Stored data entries

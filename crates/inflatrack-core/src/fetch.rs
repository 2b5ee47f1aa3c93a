//! Inflation data sources
//!
//! [`InflationSource`] is the single fetch interface. [`WorldBankClient`]
//! pulls the indicator from the World Bank API v2, walking every result page;
//! [`StaticSource`] serves a snapshot already in memory or on disk.
//!
//! Field validation happens here: an entry without a numeric value or an
//! integer year never reaches the analytics.

use std::path::Path;
use std::time::Duration;

use async_trait::async_trait;
use reqwest::Client;
use serde::Deserialize;
use serde_json::Value;
use tracing::{debug, info, warn};

use crate::config::SourceConfig;
use crate::error::{Error, Result};
use crate::export::load_snapshot;
use crate::models::{Dataset, InflationRecord};

/// Upper bound on pages walked in one fetch
const MAX_PAGES: u32 = 500;

/// Anything that can produce the full inflation table
#[async_trait]
pub trait InflationSource: Send + Sync {
    /// Short label for logs
    fn name(&self) -> &str;

    /// Fetch every record; an empty result is `Error::Upstream`
    async fn fetch(&self) -> Result<Dataset>;
}

/// One parsed page of a World Bank response
#[derive(Debug, Clone, Default, PartialEq)]
pub struct Page {
    pub page: u32,
    pub pages: u32,
    /// Entries in the page, including skipped ones
    pub entries: usize,
    pub records: Vec<InflationRecord>,
    /// Entries dropped for a null value or unparseable field
    pub skipped: usize,
}

#[derive(Debug, Deserialize)]
struct WbEntry {
    country: WbLabel,
    #[serde(default)]
    countryiso3code: String,
    date: String,
    value: Option<f64>,
}

#[derive(Debug, Deserialize)]
struct WbLabel {
    value: String,
}

/// Read an integer that the API sometimes sends as a string
fn as_u32(value: Option<&Value>) -> Option<u32> {
    match value? {
        Value::Number(n) => n.as_u64().and_then(|n| u32::try_from(n).ok()),
        Value::String(s) => s.trim().parse().ok(),
        _ => None,
    }
}

/// Parse a `[metadata, entries]` response body
pub fn parse_page(body: &Value) -> Result<Page> {
    let parts = body
        .as_array()
        .ok_or_else(|| Error::InvalidData("World Bank response is not an array".into()))?;

    let meta = parts.first();
    if let Some(messages) = meta.and_then(|m| m.get("message")) {
        return Err(Error::Upstream(format!("World Bank API error: {}", messages)));
    }

    let page = as_u32(meta.and_then(|m| m.get("page"))).unwrap_or(1);
    let pages = as_u32(meta.and_then(|m| m.get("pages"))).unwrap_or(1);

    let entries: &[Value] = match parts.get(1) {
        Some(Value::Array(entries)) => entries.as_slice(),
        _ => &[],
    };

    let mut records = Vec::with_capacity(entries.len());
    let mut skipped = 0;
    for raw in entries {
        let entry: WbEntry = match serde_json::from_value(raw.clone()) {
            Ok(entry) => entry,
            Err(e) => {
                debug!(error = %e, "Skipping malformed entry");
                skipped += 1;
                continue;
            }
        };
        let (Some(value), Ok(year)) = (entry.value, entry.date.trim().parse::<i32>()) else {
            skipped += 1;
            continue;
        };
        if !value.is_finite() {
            skipped += 1;
            continue;
        }
        records.push(InflationRecord {
            country: entry.country.value,
            country_code: entry.countryiso3code,
            year,
            inflation: value,
        });
    }

    Ok(Page {
        page,
        pages,
        entries: entries.len(),
        records,
        skipped,
    })
}

/// World Bank API v2 indicator client
#[derive(Clone)]
pub struct WorldBankClient {
    http_client: Client,
    base_url: String,
    indicator: String,
    start_year: i32,
    end_year: i32,
    per_page: u32,
}

impl WorldBankClient {
    pub fn new(config: &SourceConfig) -> Result<Self> {
        let http_client = Client::builder().timeout(config.timeout()).build()?;
        Ok(Self {
            http_client,
            base_url: config.base_url.trim_end_matches('/').to_string(),
            indicator: config.indicator.clone(),
            start_year: config.start_year,
            end_year: config.end_year,
            per_page: config.per_page.max(1),
        })
    }

    /// Client against another API root (mirrors, test servers)
    pub fn with_base_url(mut self, base_url: &str) -> Self {
        self.base_url = base_url.trim_end_matches('/').to_string();
        self
    }

    pub fn with_years(mut self, start_year: i32, end_year: i32) -> Self {
        self.start_year = start_year;
        self.end_year = end_year;
        self
    }

    pub fn with_timeout(mut self, timeout: Duration) -> Result<Self> {
        self.http_client = Client::builder().timeout(timeout).build()?;
        Ok(self)
    }

    fn endpoint(&self) -> String {
        format!(
            "{}/country/all/indicator/{}",
            self.base_url, self.indicator
        )
    }

    /// Fetch and parse a single page (1-based)
    pub async fn fetch_page(&self, page: u32) -> Result<Page> {
        let response = self
            .http_client
            .get(self.endpoint())
            .query(&[
                ("format", "json".to_string()),
                ("date", format!("{}:{}", self.start_year, self.end_year)),
                ("per_page", self.per_page.to_string()),
                ("page", page.to_string()),
            ])
            .send()
            .await?
            .error_for_status()?;

        let body: Value = response.json().await?;
        parse_page(&body)
    }

    async fn fetch_all(&self) -> Result<Dataset> {
        let mut records = Vec::new();
        let mut skipped = 0;
        let mut page = 1;

        loop {
            let parsed = self.fetch_page(page).await?;
            if parsed.entries == 0 {
                break;
            }
            debug!(
                page = parsed.page,
                pages = parsed.pages,
                records = parsed.records.len(),
                "Fetched page"
            );
            records.extend(parsed.records);
            skipped += parsed.skipped;

            if page >= parsed.pages || page >= MAX_PAGES {
                break;
            }
            page += 1;
        }

        if skipped > 0 {
            debug!(skipped, "Dropped entries without a value");
        }
        Ok(Dataset::new(records))
    }
}

#[async_trait]
impl InflationSource for WorldBankClient {
    fn name(&self) -> &str {
        "worldbank"
    }

    async fn fetch(&self) -> Result<Dataset> {
        let dataset = self.fetch_all().await.map_err(|e| match e {
            Error::Upstream(_) => e,
            other => {
                warn!(error = %other, "World Bank fetch failed");
                Error::Upstream(format!("World Bank fetch failed: {}", other))
            }
        })?;

        if dataset.is_empty() {
            return Err(Error::Upstream(format!(
                "World Bank returned no data for {} ({}:{})",
                self.indicator, self.start_year, self.end_year
            )));
        }

        info!(
            records = dataset.len(),
            countries = dataset.countries().len(),
            "Fetched inflation data"
        );
        Ok(dataset)
    }
}

/// A fixed dataset, e.g. a CSV/JSON snapshot
pub struct StaticSource {
    name: String,
    dataset: Dataset,
}

impl StaticSource {
    pub fn new(dataset: Dataset) -> Self {
        Self {
            name: "static".to_string(),
            dataset,
        }
    }

    /// Load a `.csv` or `.json` snapshot
    pub fn from_path(path: &Path) -> Result<Self> {
        let dataset = load_snapshot(path)?;
        Ok(Self {
            name: path.display().to_string(),
            dataset,
        })
    }
}

#[async_trait]
impl InflationSource for StaticSource {
    fn name(&self) -> &str {
        &self.name
    }

    async fn fetch(&self) -> Result<Dataset> {
        if self.dataset.is_empty() {
            return Err(Error::Upstream(format!("{} contains no records", self.name)));
        }
        Ok(self.dataset.clone())
    }
}

#[cfg(test)]
mod tests {
    use super::*;
    use crate::test_utils::{sample_dataset, MockMode, MockWorldBankServer, MOCK_NULL_ENTRIES};
    use serde_json::json;

    fn client_for(server: &MockWorldBankServer, per_page: u32) -> WorldBankClient {
        let config = SourceConfig {
            base_url: server.url(),
            start_year: 2019,
            end_year: 2022,
            per_page,
            ..Default::default()
        };
        WorldBankClient::new(&config).unwrap()
    }

    #[test]
    fn test_parse_page_skips_nulls() {
        let body = json!([
            {"page": 1, "pages": 3, "per_page": "2", "total": 6},
            [
                {"country": {"id": "DE", "value": "Germany"}, "countryiso3code": "DEU", "date": "2022", "value": 6.9},
                {"country": {"id": "DE", "value": "Germany"}, "countryiso3code": "DEU", "date": "2021", "value": null}
            ]
        ]);
        let page = parse_page(&body).unwrap();
        assert_eq!(page.page, 1);
        assert_eq!(page.pages, 3);
        assert_eq!(page.entries, 2);
        assert_eq!(page.skipped, 1);
        assert_eq!(
            page.records,
            vec![InflationRecord::new("Germany", "DEU", 2022, 6.9)]
        );
    }

    #[test]
    fn test_parse_page_string_metadata_and_bad_dates() {
        let body = json!([
            {"page": "2", "pages": "2"},
            [
                {"country": {"value": "Chile"}, "countryiso3code": "CHL", "date": "2020", "value": 3.0},
                {"country": {"value": "Chile"}, "countryiso3code": "CHL", "date": "2020Q1", "value": 1.0},
                {"date": "2020", "value": 1.0}
            ]
        ]);
        let page = parse_page(&body).unwrap();
        assert_eq!((page.page, page.pages), (2, 2));
        assert_eq!(page.records.len(), 1);
        assert_eq!(page.skipped, 2);
    }

    #[test]
    fn test_parse_page_empty_and_errors() {
        let empty = parse_page(&json!([{"page": 1, "pages": 0}, null])).unwrap();
        assert_eq!(empty.entries, 0);

        let message = json!([{"message": [{"id": "120", "key": "Invalid value"}]}]);
        assert!(matches!(parse_page(&message), Err(Error::Upstream(_))));

        assert!(matches!(
            parse_page(&json!({"oops": true})),
            Err(Error::InvalidData(_))
        ));
    }

    #[tokio::test]
    async fn test_fetch_walks_all_pages() {
        let expected = sample_dataset();
        let server = MockWorldBankServer::start(expected.clone()).await;
        let client = client_for(&server, 5);

        let dataset = client.fetch().await.unwrap();
        assert_eq!(dataset.len(), expected.len());
        assert_eq!(dataset.value("Argentina", 2022), Some(72.4));

        // Every page is requested once; the mock's null entries are dropped
        let entries = expected.len() + MOCK_NULL_ENTRIES;
        assert_eq!(server.requests(), (entries + 4) / 5);
    }

    #[tokio::test]
    async fn test_fetch_respects_date_range() {
        let server = MockWorldBankServer::start(sample_dataset()).await;
        let client = client_for(&server, 1000).with_years(2021, 2022);
        let dataset = client.fetch().await.unwrap();
        assert_eq!(dataset.years(), vec![2021, 2022]);
        assert_eq!(server.requests(), 1);
    }

    #[tokio::test]
    async fn test_fetch_empty_is_upstream() {
        let server = MockWorldBankServer::start_with_mode(sample_dataset(), MockMode::Empty).await;
        let result = client_for(&server, 100).fetch().await;
        assert!(matches!(result, Err(Error::Upstream(_))));
    }

    #[tokio::test]
    async fn test_fetch_server_error_is_upstream() {
        let server = MockWorldBankServer::start_with_mode(sample_dataset(), MockMode::Fail).await;
        let result = client_for(&server, 100).fetch().await;
        assert!(matches!(result, Err(Error::Upstream(_))));
    }

    #[tokio::test]
    async fn test_static_source() {
        let source = StaticSource::new(sample_dataset());
        assert_eq!(source.name(), "static");
        assert_eq!(source.fetch().await.unwrap(), sample_dataset());

        let empty = StaticSource::new(Dataset::default());
        assert!(matches!(empty.fetch().await, Err(Error::Upstream(_))));
    }

    #[tokio::test]
    async fn test_static_source_from_file() {
        let dir = tempfile::tempdir().unwrap();
        let path = dir.path().join("snapshot.json");
        crate::export::write_json(&sample_dataset(), &path).unwrap();

        let source = StaticSource::from_path(&path).unwrap();
        assert_eq!(source.fetch().await.unwrap().len(), sample_dataset().len());
    }
}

**ASSIGNMENT**
A copy of each line in the data above that holds the string "InflationRecord" is needed.

**ANSWER TO THE PROBLEM**
use crate::models::{Dataset, InflationRecord};
    pub records: Vec<InflationRecord>,
        records.push(InflationRecord {
            vec![InflationRecord::new("Germany", "DEU", 2022, 6.9)]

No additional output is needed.